[Collected data]
★ ★ ★ ★ ★ ★ ★
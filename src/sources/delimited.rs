//! Delimited text reader (csv, tsv)
//!
//! Handy for sheets exported from a spreadsheet tool and for fixtures: the first record is
//! the header row, ragged records are accepted.

use crate::error::{ConvertError, Result};
use crate::source::TableSource;
use crate::table::Table;
use csv::ReaderBuilder;
use std::path::Path;

const BYTE_ORDER_MARK: char = '\u{feff}';

pub struct DelimitedSource {
    name: &'static str,
    delimiter: u8,
    extensions: &'static [&'static str],
}

impl DelimitedSource {
    /// Comma separated values
    pub fn csv() -> Self {
        DelimitedSource {
            name: "csv",
            delimiter: b',',
            extensions: &["csv"],
        }
    }

    /// Tab separated values
    pub fn tsv() -> Self {
        DelimitedSource {
            name: "tsv",
            delimiter: b'\t',
            extensions: &["tsv", "tab"],
        }
    }
}

impl TableSource for DelimitedSource {
    fn name(&self) -> &str {
        self.name
    }

    fn description(&self) -> &str {
        "Delimited text with a header row"
    }

    fn extensions(&self) -> &[&str] {
        self.extensions
    }

    fn read(&self, path: &Path) -> Result<Table> {
        let delimited_error = |source| ConvertError::Delimited {
            path: path.to_path_buf(),
            source,
        };

        let mut reader = ReaderBuilder::new()
            .delimiter(self.delimiter)
            .has_headers(false)
            .flexible(true)
            .from_path(path)
            .map_err(delimited_error)?;

        let mut records = Vec::new();
        for record in reader.records() {
            let record = record.map_err(delimited_error)?;
            records.push(record.iter().map(str::to_string).collect::<Vec<String>>());
        }

        let mut records = records.into_iter();
        let mut headers = records.next().ok_or_else(|| ConvertError::EmptySheet {
            path: path.to_path_buf(),
        })?;
        if let Some(first) = headers.first_mut() {
            if let Some(stripped) = first.strip_prefix(BYTE_ORDER_MARK) {
                *first = stripped.to_string();
            }
        }

        Ok(Table::new(headers, records.collect()))
    }
}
★ ★ ★ ★ ★ ★ ★
Read through the data and copy every line where "Result" shows up.

use crate::error::{ConvertError, Result};
    fn read(&self, path: &Path) -> Result<Table> {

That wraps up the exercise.